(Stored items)
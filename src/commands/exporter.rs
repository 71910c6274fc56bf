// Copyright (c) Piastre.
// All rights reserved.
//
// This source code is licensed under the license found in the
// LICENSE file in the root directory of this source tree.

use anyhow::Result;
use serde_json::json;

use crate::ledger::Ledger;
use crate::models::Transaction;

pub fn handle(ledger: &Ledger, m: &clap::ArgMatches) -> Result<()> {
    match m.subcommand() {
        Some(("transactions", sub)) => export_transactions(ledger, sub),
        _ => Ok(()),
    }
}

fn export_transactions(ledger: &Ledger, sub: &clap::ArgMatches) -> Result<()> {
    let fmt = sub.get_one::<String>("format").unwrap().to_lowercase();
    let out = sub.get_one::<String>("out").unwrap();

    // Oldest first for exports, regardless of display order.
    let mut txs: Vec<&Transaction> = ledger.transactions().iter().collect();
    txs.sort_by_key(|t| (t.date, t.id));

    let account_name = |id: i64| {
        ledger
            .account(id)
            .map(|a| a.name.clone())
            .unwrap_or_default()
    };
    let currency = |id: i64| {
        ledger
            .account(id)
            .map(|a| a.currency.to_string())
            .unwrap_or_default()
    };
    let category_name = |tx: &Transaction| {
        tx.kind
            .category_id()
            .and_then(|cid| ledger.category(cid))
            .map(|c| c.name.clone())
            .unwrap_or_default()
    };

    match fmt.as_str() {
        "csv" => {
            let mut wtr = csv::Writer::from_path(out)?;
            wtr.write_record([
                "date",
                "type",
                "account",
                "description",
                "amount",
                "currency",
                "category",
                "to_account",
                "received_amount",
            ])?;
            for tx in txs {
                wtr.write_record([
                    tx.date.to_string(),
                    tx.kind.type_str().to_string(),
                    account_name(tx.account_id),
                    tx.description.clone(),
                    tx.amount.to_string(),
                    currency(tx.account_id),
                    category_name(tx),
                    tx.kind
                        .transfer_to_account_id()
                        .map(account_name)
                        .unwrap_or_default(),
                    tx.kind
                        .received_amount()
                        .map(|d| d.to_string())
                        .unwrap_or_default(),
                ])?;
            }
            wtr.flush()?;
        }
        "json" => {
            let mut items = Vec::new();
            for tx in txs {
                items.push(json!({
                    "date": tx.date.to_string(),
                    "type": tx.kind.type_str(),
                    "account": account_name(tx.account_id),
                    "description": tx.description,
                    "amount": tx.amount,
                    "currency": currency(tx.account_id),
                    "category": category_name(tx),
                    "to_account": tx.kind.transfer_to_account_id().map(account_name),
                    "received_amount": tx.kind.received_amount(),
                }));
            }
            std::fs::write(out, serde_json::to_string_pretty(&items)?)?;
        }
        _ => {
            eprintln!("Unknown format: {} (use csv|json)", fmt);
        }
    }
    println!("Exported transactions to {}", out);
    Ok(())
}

DIRECTIONS:
Your task is to list each line of the records with the word "crate".

RESPONSE TO THIS EXERCISE:
use crate::ledger::Ledger;
use crate::models::Transaction;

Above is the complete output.